# ATI 5XXX aber erst im Oktober



## Eifelsniper (18. September 2009)

Hab gerade was bei ComputerBase gelesen was mir so nicht gefällt 

Neue Informationen zu ATis Radeon-5000-Serie - 17.09.2009 - ComputerBase

demnach kommen die Karten erst am 10 Oktober...so ein Käse


----------



## KTMDoki (18. September 2009)

habs auch grad auf Computerbase gelesen 
mal sehen, was jetzt stimmt und was nicht...

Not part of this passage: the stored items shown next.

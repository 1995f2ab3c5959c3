//! Text helpers shared by the layout measurer and the CLI.
//!
//! - **Width**: Unicode-aware column counting
//! - **Wrapping**: greedy word wrap used by the monospace measurer
//! - **Sanitizing**: control-character stripping for externally supplied text
//! - **Tasks**: panic capture for background fetches
//!
//! # Examples
//!
//! ```
//! use reviewfeed::util::{display_width, wrap_to_width};
//!
//! assert_eq!(display_width("Hello 世界"), 10);
//! assert_eq!(wrap_to_width("Hello 世界", 6).len(), 2);
//! ```

mod task;
mod text;

pub(crate) use task::catch_task_panic;
pub use text::{display_width, strip_control_chars, wrap_to_width};
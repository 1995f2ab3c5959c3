//! Configuration file parser for reviewfeed.
//!
//! The config file is optional: a missing or blank file yields
//! `Config::default()`. Unknown keys are accepted but logged, since they are
//! most likely typos.
use crate::feed::{FeedSettings, DEFAULT_PAGE_SIZE, DEFAULT_PREFETCH_SCREENS};
use crate::images::{DEFAULT_MAX_BYTES, DEFAULT_TIMEOUT};
use serde::Deserialize;
use std::path::Path;
use std::time::Duration;
use thiserror::Error;

// ============================================================================
// Error Types
// ============================================================================

#[derive(Debug, Error)]
pub enum ConfigError {
    #[error("Failed to read config file: {0}")]
    Io(#[from] std::io::Error),

    #[error("Invalid TOML in config file: {0}")]
    Parse(#[from] toml::de::Error),

    #[error("Config file too large: {0}")]
    TooLarge(String),

    /// Parsed fine, but a value is out of range.
    #[error("Invalid config value for `{key}`: {reason}")]
    Invalid { key: &'static str, reason: String },
}

// ============================================================================
// Configuration
// ============================================================================

/// Top-level configuration.
///
/// All fields use `#[serde(default)]` so any subset of keys can be specified.
#[derive(Debug, Clone, PartialEq, Deserialize)]
#[serde(default)]
pub struct Config {
    /// Reviews requested per page. Must be at least 1.
    pub page_size: usize,

    /// Load the next page once fewer than this many viewport heights of
    /// content remain below the scroll target.
    pub prefetch_screens: f64,

    /// Decoded images kept in memory (0 = unlimited).
    pub image_cache_capacity: usize,

    /// Per-request timeout for image downloads, in seconds.
    pub image_timeout_secs: u64,

    /// Largest image body accepted, in bytes.
    pub max_image_bytes: usize,

    /// Artificial delay before each page read from a local review file.
    pub source_latency_ms: u64,
}

impl Default for Config {
    fn default() -> Self {
        Self {
            page_size: DEFAULT_PAGE_SIZE,
            prefetch_screens: DEFAULT_PREFETCH_SCREENS,
            image_cache_capacity: 0,
            image_timeout_secs: DEFAULT_TIMEOUT.as_secs(),
            max_image_bytes: DEFAULT_MAX_BYTES,
            source_latency_ms: 0,
        }
    }
}

impl Config {
    /// Maximum config file size (1 MB).
    const MAX_FILE_SIZE: u64 = 1_048_576;

    const KNOWN_KEYS: [&'static str; 6] = [
        "page_size",
        "prefetch_screens",
        "image_cache_capacity",
        "image_timeout_secs",
        "max_image_bytes",
        "source_latency_ms",
    ];

    /// Load configuration from a TOML file.
    ///
    /// - Missing file → `Ok(Config::default())`
    /// - Empty file → `Ok(Config::default())`
    /// - Invalid TOML → `Err(ConfigError::Parse)` with line number info
    /// - Out-of-range value → `Err(ConfigError::Invalid)`
    /// - Unknown keys → accepted, logged as warning
    pub fn load(path: &Path) -> Result<Self, ConfigError> {
        match std::fs::metadata(path) {
            Ok(meta) if meta.len() > Self::MAX_FILE_SIZE => {
                return Err(ConfigError::TooLarge(format!(
                    "Config file is {} bytes (max {} bytes)",
                    meta.len(),
                    Self::MAX_FILE_SIZE
                )));
            }
            Err(e) if e.kind() == std::io::ErrorKind::NotFound => {
                tracing::debug!(path = %path.display(), "No config file found, using defaults");
                return Ok(Self::default());
            }
            Err(e) => return Err(ConfigError::Io(e)),
            Ok(_) => {}
        }

        let content = match std::fs::read_to_string(path) {
            Ok(c) => c,
            Err(e) if e.kind() == std::io::ErrorKind::NotFound => {
                // Deleted between metadata and read
                tracing::debug!(path = %path.display(), "Config file disappeared, using defaults");
                return Ok(Self::default());
            }
            Err(e) => return Err(ConfigError::Io(e)),
        };

        let config = Self::parse(&content)?;
        tracing::info!(
            path = %path.display(),
            page_size = config.page_size,
            prefetch_screens = config.prefetch_screens,
            "Loaded configuration"
        );
        Ok(config)
    }

    /// Parse and validate TOML text. Blank text yields the defaults.
    pub fn parse(content: &str) -> Result<Self, ConfigError> {
        if content.trim().is_empty() {
            return Ok(Self::default());
        }

        if let Ok(raw) = content.parse::<toml::Table>() {
            for key in raw.keys() {
                if !Self::KNOWN_KEYS.contains(&key.as_str()) {
                    tracing::warn!(key = %key, "Unknown key in config file, ignoring");
                }
            }
        }

        let config: Config = toml::from_str(content)?;
        config.validate()?;
        Ok(config)
    }

    pub fn validate(&self) -> Result<(), ConfigError> {
        if self.page_size == 0 {
            return Err(ConfigError::Invalid {
                key: "page_size",
                reason: "must be at least 1".to_string(),
            });
        }

        if !self.prefetch_screens.is_finite() || self.prefetch_screens < 0.0 {
            return Err(ConfigError::Invalid {
                key: "prefetch_screens",
                reason: format!("{} is not a non-negative number", self.prefetch_screens),
            });
        }

        if self.image_timeout_secs == 0 {
            return Err(ConfigError::Invalid {
                key: "image_timeout_secs",
                reason: "must be at least 1".to_string(),
            });
        }

        Ok(())
    }

    pub fn feed_settings(&self) -> FeedSettings {
        FeedSettings {
            page_size: self.page_size,
            prefetch_screens: self.prefetch_screens,
        }
    }

    pub fn image_timeout(&self) -> Duration {
        Duration::from_secs(self.image_timeout_secs)
    }

    pub fn source_latency(&self) -> Duration {
        Duration::from_millis(self.source_latency_ms)
    }
}

// ============================================================================
// Tests
// ============================================================================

Wir können e nur abwarten...

Ich hoffe natürlich, dass sie früher kommen


----------



## |MELVIN| (18. September 2009)

Zu halbwegs annehmbaren Preisen werden die eh nicht vor November verfügbar sein......


----------



## Freestyler808 (18. September 2009)

du meinst wohl im Frühjahr


----------



## $.Crackpipeboy.$ (18. September 2009)

Bleibt mal locker, es ist doch kein halbes Jahr oder Jahr später...hierbei handelt es sich doch nun wirklich nur um ein "paar" Tage.


----------



## Bumblebee (18. September 2009)

[Sarkasmus on]Find ich gut, dass man dafür ein neues Topic eröffnet
Wen kümmerts schon, dass das hier http://extreme.pcgameshardware.de/u...5850-5870-veroeffentlicht-daten-preise-8.html schon steht [Sarkasmus off] 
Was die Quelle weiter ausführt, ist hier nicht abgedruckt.